Pavlik’s handlers took Ghost Nation to be dumb


By Todd Franko

The irony is startling.

This is my next-to-last column for 2009. While I’m finishing my third year as editor of The Vindicator, it’s just my first year of writing regularly.

(Years one and two were spent at “Valley School.”)

There, of course, was a first column Feb. 8. The topic?

Kelly Pavlik, and the headline was, “Have we forgotten how to celebrate a winner here in Youngstown?”

At the time of that writing, we were days away from the first title fight ever to come to Youngstown.

The Valley’s latest celebrated son brought to his hometown the eyes of the world. And the Valley responded with a sold-out Covelli Centre.

But from leading organizations of the Valley, there was little fanfare at the time. No big key to the city for Pavlik. No town-square festival. No welcome parade.

From our seat inside The Vindicator, it seemed that leaders were not just missing the boat, but missing the ocean liner. That first column implored leaders to get a little more excited about this once-in-a-lifetime event.

Well ...

There was none of that this time regarding Pavlik’s fight Saturday night at, cough, YSU’s Beeghly Center (No offense intended, but for championship boxing, YSU is not Atlantic City, Vegas or even the Covelli).

Win or lose Saturday night, this was already a loss for Kelly. The night was an appropriate cap on Pavlik’s disastrous 2009 (Extend to me some creative license because I’m writing this on the afternoon before the fight).

Local Ghost Nation responded in kind Saturday, with just half the 7,300 seats filled — as of Saturday’s best guess. And “half” was generous at the time.

Team Pavlik should work hard to resist being judgmental on Ghost Nation, or me, or whoever else dared turn their nose at the event.

Because that’s all it was: an event, a charade, a placeholder.

It was not a championship fight that pitted the two best of the moment. It was a ham-handed sideshow right from the start.

It was launched with fumbled ticket sales via a facility that (a.) wouldn’t even open on the day tickets went on sale; and (b.) wouldn’t even accept cash purchases until Top Rank officials threw a fit Friday.
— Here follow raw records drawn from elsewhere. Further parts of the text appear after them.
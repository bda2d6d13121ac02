//! HTTP transport for the oxdav protocol core.
//!
//! The core is synchronous and knows nothing about sockets. This crate:
//! 1. Accepts connections with hyper (HTTP/1.1 and HTTP/2)
//! 2. Turns each request into a [`DavRequest`](oxdav_core::DavRequest) whose
//!    body streams from the connection
//! 3. Runs the [`Dispatcher`](oxdav_core::Dispatcher) on tokio's blocking pool
//! 4. Streams the response back, including file content read from the store
//!
//! A background reaper purges expired locks and idle resource guards.
//!
//! # Example
//!
//! ```no_run
//! use std::sync::Arc;
//! use oxdav_core::{DavConfig, Dispatcher, LocalStore};
//! use oxdav_server::{ServerConfig, WebDavServer};
//!
//! # async fn run() -> Result<(), Box<dyn std::error::Error>> {
//! let store = Arc::new(LocalStore::open("/srv/dav")?);
//! let dav = Arc::new(Dispatcher::new(store, DavConfig::default())?);
//! let server = WebDavServer::start(dav, ServerConfig::default()).await?;
//! println!("serving on {}", server.url());
//! server.stop().await;
//! # Ok(())
//! # }
//! ```
//!
//! # Security
//!
//! By default, the server binds to localhost (127.0.0.1) only. There is no
//! authentication; a fronting proxy may pass a principal in a trusted header
//! (see [`ServerConfig::principal_header`]).

mod body;
mod server;

pub use body::DavBody;
pub use server::{ServerConfig, WebDavServer};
It continued through Friday when Top Rank boss Bob Arum yanked from local bars and restaurants the ability to show the fight on pay-per-view (Not Pavlik’s fault, but it will be part of Pavlik’s baggage).

Arum put up a bad fight on a bad weekend with bad planning.
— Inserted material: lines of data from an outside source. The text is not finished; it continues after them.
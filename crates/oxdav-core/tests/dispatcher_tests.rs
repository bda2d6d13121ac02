//! Request handling tests for the basic methods: OPTIONS, GET/HEAD, PUT,
//! PATCH, DELETE and MKCOL, plus the generic precondition pipeline.

mod common;

use common::{cancelled_body, TestDav};
use http::StatusCode;
use oxdav_core::{Access, CanonicalPath, DavConfig, DavMethod};
use std::sync::Arc;

// ============================================================================
// OPTIONS
// ============================================================================

#[test]
fn test_options_advertises_dav_classes() {
    let t = TestDav::memory();
    let reply = t.send(t.request("OPTIONS", "/"));
    reply.assert_status(StatusCode::OK);
    assert_eq!(reply.header("dav"), Some("1, 2"));
    let allow = reply.header("allow").unwrap();
    for method in ["PROPFIND", "LOCK", "PUT", "MKCOL"] {
        assert!(allow.contains(method), "Allow lacks {method}: {allow}");
    }
}

#[test]
fn test_read_only_refuses_mutations() {
    let t = TestDav::memory_with(DavConfig {
        read_only: true,
        ..DavConfig::default()
    });
    let reply = t.put("/file.txt", "x");
    reply.assert_status(StatusCode::METHOD_NOT_ALLOWED);
    let allow = reply.header("allow").unwrap();
    assert!(allow.contains("GET"));
    assert!(!allow.contains("PUT"));

    t.mkcol("/dir").assert_status(StatusCode::METHOD_NOT_ALLOWED);
    t.send(t.request("OPTIONS", "/")).assert_status(StatusCode::OK);
}

#[test]
fn test_unknown_method_not_allowed() {
    let t = TestDav::memory();
    t.send(t.request("TRACE", "/"))
        .assert_status(StatusCode::METHOD_NOT_ALLOWED);
}

// ============================================================================
// Path resolution and authorization
// ============================================================================

#[test]
fn test_traversal_outside_root_is_bad_request() {
    let t = TestDav::memory();
    t.get("/../../etc/passwd")
        .assert_status(StatusCode::BAD_REQUEST);
    t.get("/a/%2e%2e/%2e%2e/x")
        .assert_status(StatusCode::BAD_REQUEST);
}

#[test]
fn test_prefix_is_stripped() {
    let t = TestDav::memory_with(DavConfig {
        prefix: "/webdav".to_string(),
        ..DavConfig::default()
    });
    t.put("/webdav/a.txt", "hello")
        .assert_status(StatusCode::CREATED);
    assert_eq!(&t.get_body("/webdav/a.txt")[..], b"hello");
    t.get("/a.txt").assert_status(StatusCode::BAD_REQUEST);
}

#[test]
fn test_authorizer_denies_with_forbidden() {
    let t = TestDav::memory();
    let only_alice = |principal: Option<&str>, _: &CanonicalPath, method: DavMethod| {
        if principal == Some("alice") || !method.is_mutating() {
            Access::Allow
        } else {
            Access::Deny
        }
    };
    let dav = t.dav.with_authorizer(Arc::new(only_alice));

    let put = |principal: Option<&str>| {
        let mut request = t_request("PUT", "/doc.txt").body("x");
        if let Some(principal) = principal {
            request = request.principal(principal);
        }
        dav.handle(request).status
    };
    assert_eq!(put(None), StatusCode::FORBIDDEN);
    assert_eq!(put(Some("bob")), StatusCode::FORBIDDEN);
    assert_eq!(put(Some("alice")), StatusCode::CREATED);
    assert_eq!(
        dav.handle(t_request("GET", "/doc.txt")).status,
        StatusCode::OK
    );
}

#[test]
fn test_authorizer_checks_destination() {
    let t = TestDav::memory();
    t.put_ok("/public.txt", "x");
    t.mkcol_ok("/private");
    let dav = t.dav.with_authorizer(Arc::new(
        |_: Option<&str>, path: &CanonicalPath, _: DavMethod| {
            if path.segments().first().is_some_and(|s| s == "private") {
                Access::Deny
            } else {
                Access::Allow
            }
        },
    ));
    let reply = dav.handle(
        t_request("COPY", "/public.txt").header("destination", "/private/copy.txt"),
    );
    assert_eq!(reply.status, StatusCode::FORBIDDEN);
}

fn t_request(method: &str, path: &str) -> oxdav_core::DavRequest {
    oxdav_core::DavRequest::new(http::Method::from_bytes(method.as_bytes()).unwrap(), path)
}

// ============================================================================
// PUT / GET / HEAD
// ============================================================================

#[test]
fn test_put_then_get_round_trip() {
    for t in [TestDav::memory(), TestDav::local()] {
        let created = t.put("/notes.txt", "first version");
        created.assert_status(StatusCode::CREATED);
        let first_tag = created.header("etag").unwrap().to_string();

        let replaced = t.put("/notes.txt", "second, longer version");
        replaced.assert_status(StatusCode::NO_CONTENT);
        let second_tag = replaced.header("etag").unwrap().to_string();
        assert_ne!(first_tag, second_tag);

        let reply = t.get("/notes.txt");
        reply.assert_status(StatusCode::OK);
        assert_eq!(&reply.body[..], b"second, longer version");
        assert_eq!(reply.header("etag"), Some(second_tag.as_str()));
        assert_eq!(reply.header("content-type"), Some("text/plain"));
        assert!(reply.header("last-modified").is_some());
    }
}

#[test]
fn test_head_has_length_but_no_body() {
    let t = TestDav::memory();
    t.put_ok("/data.bin", vec![7u8; 42]);
    let reply = t.send(t.request("HEAD", "/data.bin"));
    reply.assert_status(StatusCode::OK);
    assert_eq!(reply.header("content-length"), Some("42"));
    assert!(reply.body.is_empty());
}

#[test]
fn test_get_missing_is_not_found() {
    let t = TestDav::memory();
    t.get("/nothing").assert_status(StatusCode::NOT_FOUND);
}

#[test]
fn test_put_without_parent_conflicts() {
    let t = TestDav::local();
    t.put("/missing/child.txt", "x")
        .assert_status(StatusCode::CONFLICT);
}

#[test]
fn test_put_on_collection_not_allowed() {
    let t = TestDav::memory();
    t.mkcol_ok("/dir");
    t.put("/dir", "x")
        .assert_status(StatusCode::METHOD_NOT_ALLOWED);
}

#[test]
fn test_put_with_content_range_rejected() {
    let t = TestDav::memory();
    let reply = t.send(
        t.request("PUT", "/a.txt")
            .header("content-range", "bytes 0-1/2")
            .body("ab"),
    );
    reply.assert_status(StatusCode::BAD_REQUEST);
    t.get("/a.txt").assert_status(StatusCode::NOT_FOUND);
}

#[test]
fn test_cancelled_write_reports_error_and_keeps_old_content() {
    for t in [TestDav::memory(), TestDav::local()] {
        t.put_ok("/keep.txt", "original");
        let (body, cancel) = cancelled_body(b"replacement");
        let mut request = t.request("PUT", "/keep.txt");
        request.body = body;
        request.cancel = cancel;

        let reply = t.send(request);
        assert!(
            reply.status.is_server_error(),
            "cancelled write must not succeed, got {}",
            reply.status
        );
        assert_eq!(&t.get_body("/keep.txt")[..], b"original");
    }
}

#[test]
fn test_cancelled_write_leaves_no_temp_files() {
    let t = TestDav::local();
    let (body, cancel) = cancelled_body(b"abc");
    let mut request = t.request("PUT", "/new.txt");
    request.body = body;
    request.cancel = cancel;
    assert!(t.send(request).status.is_server_error());

    let leftovers: Vec<_> = std::fs::read_dir(t.root_dir()).unwrap().collect();
    assert!(leftovers.is_empty(), "unexpected files: {leftovers:?}");
    t.get("/new.txt").assert_status(StatusCode::NOT_FOUND);
}

// ============================================================================
// Ranges
// ============================================================================

#[test]
fn test_range_returns_partial_content() {
    let t = TestDav::memory();
    t.put_ok("/digits", "0123456789");

    let reply = t.send(t.request("GET", "/digits").header("range", "bytes=2-5"));
    reply.assert_status(StatusCode::PARTIAL_CONTENT);
    assert_eq!(&reply.body[..], b"2345");
    assert_eq!(reply.header("content-range"), Some("bytes 2-5/10"));

    let suffix = t.send(t.request("GET", "/digits").header("range", "bytes=-3"));
    suffix.assert_status(StatusCode::PARTIAL_CONTENT);
    assert_eq!(&suffix.body[..], b"789");
}

#[test]
fn test_unsatisfiable_range() {
    let t = TestDav::memory();
    t.put_ok("/digits", "0123456789");
    let reply = t.send(t.request("GET", "/digits").header("range", "bytes=20-"));
    reply.assert_status(StatusCode::RANGE_NOT_SATISFIABLE);
    assert_eq!(reply.header("content-range"), Some("bytes */10"));
}

#[test]
fn test_multi_range_serves_everything() {
    let t = TestDav::memory();
    t.put_ok("/digits", "0123456789");
    let reply = t.send(
        t.request("GET", "/digits")
            .header("range", "bytes=0-1,4-5"),
    );
    reply.assert_status(StatusCode::OK);
    assert_eq!(&reply.body[..], b"0123456789");
}

// ============================================================================
// Conditional requests
// ============================================================================

#[test]
fn test_if_match_mismatch_fails_precondition() {
    let t = TestDav::memory();
    t.put_ok("/a.txt", "v1");
    let reply = t.send(
        t.request("PUT", "/a.txt")
            .header("if-match", "\"not-the-tag\"")
            .body("v2"),
    );
    reply.assert_status(StatusCode::PRECONDITION_FAILED);
    assert_eq!(&t.get_body("/a.txt")[..], b"v1");
}

#[test]
fn test_if_match_current_tag_succeeds() {
    let t = TestDav::memory();
    let tag = t.put("/a.txt", "v1").header("etag").unwrap().to_string();
    t.send(t.request("PUT", "/a.txt").header("if-match", &tag).body("v2"))
        .assert_status(StatusCode::NO_CONTENT);
}

#[test]
fn test_if_none_match_star_prevents_overwrite() {
    let t = TestDav::memory();
    let create = || {
        t.send(
            t.request("PUT", "/once.txt")
                .header("if-none-match", "*")
                .body("x"),
        )
    };
    create().assert_status(StatusCode::CREATED);
    create().assert_status(StatusCode::PRECONDITION_FAILED);
}

#[test]
fn test_if_none_match_on_get_is_not_modified() {
    let t = TestDav::memory();
    let tag = t.put("/a.txt", "v1").header("etag").unwrap().to_string();
    let reply = t.send(t.request("GET", "/a.txt").header("if-none-match", &tag));
    reply.assert_status(StatusCode::NOT_MODIFIED);
    assert!(reply.body.is_empty());
}

#[test]
fn test_if_header_etag_condition() {
    let t = TestDav::memory();
    let tag = t.put("/a.txt", "v1").header("etag").unwrap().to_string();
    t.send(
        t.request("PUT", "/a.txt")
            .header("if", "([\"stale\"])")
            .body("v2"),
    )
    .assert_status(StatusCode::PRECONDITION_FAILED);
    t.send(
        t.request("PUT", "/a.txt")
            .header("if", format!("([{tag}])"))
            .body("v2"),
    )
    .assert_status(StatusCode::NO_CONTENT);
}

#[test]
fn test_malformed_headers_are_bad_requests() {
    let t = TestDav::memory();
    t.put_ok("/a.txt", "x");
    t.send(t.request("PUT", "/a.txt").header("if", "no parens").body("y"))
        .assert_status(StatusCode::BAD_REQUEST);
    t.send(t.request("PROPFIND", "/").header("depth", "2"))
        .assert_status(StatusCode::BAD_REQUEST);
    t.send(
        t.request("COPY", "/a.txt")
            .header("destination", "/b.txt")
            .header("overwrite", "maybe"),
    )
    .assert_status(StatusCode::BAD_REQUEST);
}

// ============================================================================
// PATCH (append)
// ============================================================================

#[test]
fn test_patch_appends() {
    let t = TestDav::local();
    t.put_ok("/log.txt", "line 1\n");
    t.send(
        t.request("PATCH", "/log.txt")
            .header("x-update-range", "append")
            .body("line 2\n"),
    )
    .assert_status(StatusCode::NO_CONTENT);
    assert_eq!(&t.get_body("/log.txt")[..], b"line 1\nline 2\n");
}

#[test]
fn test_patch_requires_append_header() {
    let t = TestDav::memory();
    t.put_ok("/log.txt", "a");
    t.send(t.request("PATCH", "/log.txt").body("b"))
        .assert_status(StatusCode::BAD_REQUEST);
    assert_eq!(&t.get_body("/log.txt")[..], b"a");
}

// ============================================================================
// MKCOL / DELETE
// ============================================================================

#[test]
fn test_mkcol_statuses() {
    let t = TestDav::local();
    t.mkcol_ok("/docs");
    t.mkcol("/docs").assert_status(StatusCode::METHOD_NOT_ALLOWED);
    t.mkcol("/missing/sub").assert_status(StatusCode::CONFLICT);
    t.send(t.request("MKCOL", "/withbody").body("<x/>"))
        .assert_status(StatusCode::UNSUPPORTED_MEDIA_TYPE);
    t.mkcol("/withbody").assert_status(StatusCode::CREATED);
}

#[test]
fn test_delete_collection_recursively() {
    let t = TestDav::local();
    t.mkcol_ok("/tree");
    t.mkcol_ok("/tree/sub");
    t.put_ok("/tree/sub/leaf.txt", "x");

    t.delete("/tree").assert_status(StatusCode::NO_CONTENT);
    t.get("/tree").assert_status(StatusCode::NOT_FOUND);
    t.get("/tree/sub/leaf.txt")
        .assert_status(StatusCode::NOT_FOUND);
    t.delete("/tree").assert_status(StatusCode::NOT_FOUND);
}

#[test]
fn test_delete_depth_zero_rejected() {
    let t = TestDav::memory();
    t.mkcol_ok("/tree");
    t.send(t.request("DELETE", "/tree").header("depth", "0"))
        .assert_status(StatusCode::BAD_REQUEST);
    t.delete("/").assert_status(StatusCode::FORBIDDEN);
}

// ============================================================================
// Collection listings
// ============================================================================

#[test]
fn test_collection_listing_sorted_and_hides_dotfiles() {
    let t = TestDav::memory();
    t.mkcol_ok("/dir");
    t.put_ok("/dir/b.txt", "b");
    t.put_ok("/dir/a.txt", "a");
    t.put_ok("/dir/.secret", "s");
    t.mkcol_ok("/dir/c");

    let first = t.get("/dir/");
    first.assert_status(StatusCode::OK);
    assert_eq!(
        first.header("content-type"),
        Some("text/html; charset=utf-8")
    );
    let html = first.text();
    let a = html.find("/dir/a.txt").unwrap();
    let b = html.find("/dir/b.txt").unwrap();
    let c = html.find("/dir/c/").unwrap();
    assert!(a < b && b < c, "listing out of order: {html}");
    assert!(!html.contains(".secret"));

    let second = t.get("/dir/");
    assert_eq!(first.body, second.body);

    assert_eq!(&t.get_body("/dir/.secret")[..], b"s");
}

#[test]
fn test_collection_listing_can_show_hidden() {
    let t = TestDav::memory_with(DavConfig {
        show_hidden: true,
        ..DavConfig::default()
    });
    t.put_ok("/.profile", "x");
    assert!(t.get("/").text().contains(".profile"));
}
But he put it in Pavlik’s hometown under the belief we’d be dumb enough to buy in.

Ghost Nation has already proved they’re loyal.
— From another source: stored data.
//! Authorization collaborator.
//!
//! The core never authenticates anyone. The transport hands it an optional
//! principal and an [`Authorizer`] decides, per resource and method, whether
//! the request may proceed. Denials become `403 Forbidden`.

use crate::dispatch::DavMethod;
use crate::path::CanonicalPath;

/// Outcome of an authorization decision.
#[derive(Debug, Clone, Copy, PartialEq, Eq)]
pub enum Access {
    Allow,
    Deny,
}

/// Decides whether `principal` may apply `method` to `path`.
///
/// Closures with the matching signature implement this trait.
pub trait Authorizer: Send + Sync {
    fn authorize(&self, principal: Option<&str>, path: &CanonicalPath, method: DavMethod)
    -> Access;
}

/// Allows every request.
#[derive(Debug, Default, Clone, Copy)]
pub struct AllowAll;

impl Authorizer for AllowAll {
    fn authorize(&self, _: Option<&str>, _: &CanonicalPath, _: DavMethod) -> Access {
        Access::Allow
    }
}

impl<F> Authorizer for F
where
    F: Fn(Option<&str>, &CanonicalPath, DavMethod) -> Access + Send + Sync,
{
    fn authorize(
        &self,
        principal: Option<&str>,
        path: &CanonicalPath,
        method: DavMethod,
    ) -> Access {
        self(principal, path, method)
    }
}
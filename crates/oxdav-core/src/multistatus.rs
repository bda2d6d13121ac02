//! In-memory model of a `207 Multi-Status` body.
//!
//! Built by the handlers, rendered by [`crate::xml::render_multistatus`].

use crate::path::CanonicalPath;
use crate::props::{PropName, PropStatus, PropValue};
use http::StatusCode;

/// Properties sharing one status inside a response.
#[derive(Debug, Clone, PartialEq, Eq)]
pub struct PropStat {
    pub status: StatusCode,
    pub props: Vec<(PropName, PropValue)>,
}

#[derive(Debug, Clone, PartialEq, Eq)]
pub enum ResponseOutcome {
    /// Whole-resource status (batch failures).
    Status(StatusCode),
    /// Per-property statuses (PROPFIND, PROPPATCH).
    PropStats(Vec<PropStat>),
}

/// One `<D:response>`.
#[derive(Debug, Clone, PartialEq, Eq)]
pub struct StatusResponse {
    pub path: CanonicalPath,
    pub collection: bool,
    pub outcome: ResponseOutcome,
}

#[derive(Debug, Clone, Default, PartialEq, Eq)]
pub struct MultiStatus {
    pub responses: Vec<StatusResponse>,
}

impl MultiStatus {
    pub fn new() -> Self {
        Self::default()
    }

    pub fn is_empty(&self) -> bool {
        self.responses.is_empty()
    }

    pub fn push_status(&mut self, path: CanonicalPath, collection: bool, status: StatusCode) {
        self.responses.push(StatusResponse {
            path,
            collection,
            outcome: ResponseOutcome::Status(status),
        });
    }

    /// Add a property listing, grouping properties by status. Found
    /// properties come first, failures follow in ascending status order.
    pub fn push_props(&mut self, path: CanonicalPath, collection: bool, props: Vec<PropStatus>) {
        let mut stats: Vec<PropStat> = Vec::new();
        for PropStatus { name, outcome } in props {
            let (status, value) = match outcome {
                Ok(value) => (StatusCode::OK, value),
                Err(status) => (status, PropValue::Empty),
            };
            match stats.iter_mut().find(|s| s.status == status) {
                Some(stat) => stat.props.push((name, value)),
                None => stats.push(PropStat {
                    status,
                    props: vec![(name, value)],
                }),
            }
        }
        stats.sort_by_key(|s| s.status.as_u16());
        self.responses.push(StatusResponse {
            path,
            collection,
            outcome: ResponseOutcome::PropStats(stats),
        });
    }

    /// Add PROPPATCH results (one status per property name).
    pub fn push_patch_results(
        &mut self,
        path: CanonicalPath,
        collection: bool,
        results: Vec<(PropName, StatusCode)>,
    ) {
        let props = results
            .into_iter()
            .map(|(name, status)| PropStatus {
                name,
                outcome: if status.is_success() {
                    Ok(PropValue::Empty)
                } else {
                    Err(status)
                },
            })
            .collect();
        self.push_props(path, collection, props);
    }
}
Now they’ve proved they’re not dumb — or blind.

If Pavlik won Saturday, he has a lot of ground to make up.

If Pavlik lost, he has an awful lot more ground to make up.

The one person who has seemed to say the right things the last few weeks was Pavlik. He recognized this fight for what it was and took whatever came along with it.

Now he has to do the right things in 2010 — those things he did not do in 2009.

Pavlik fatigue exists not just because of his nagging staph infection that became life-threatening. It exists because personally and professionally, he was not in 2009 what he was in 2008 and 2007.

Ghost Nation took measure of that.

They responded in kind with lackluster interest in his career.

The fan base wants a winner and will always be there to support a winner.

But they will not be there to support a mere performer.

Pavlik, assuming he got through his fight Saturday, will eventually not be champion at some point in the coming years.

If he loses the title displaying championlike qualities, he will be a Valley favored son for the rest of his life, like a Mancini or a Stoops.

If he loses the title displaying nonchampion qualities, it will mean a lifetime recalled for only what it could have been.

And that feeling will be as empty as those seats at the Beeghly Center.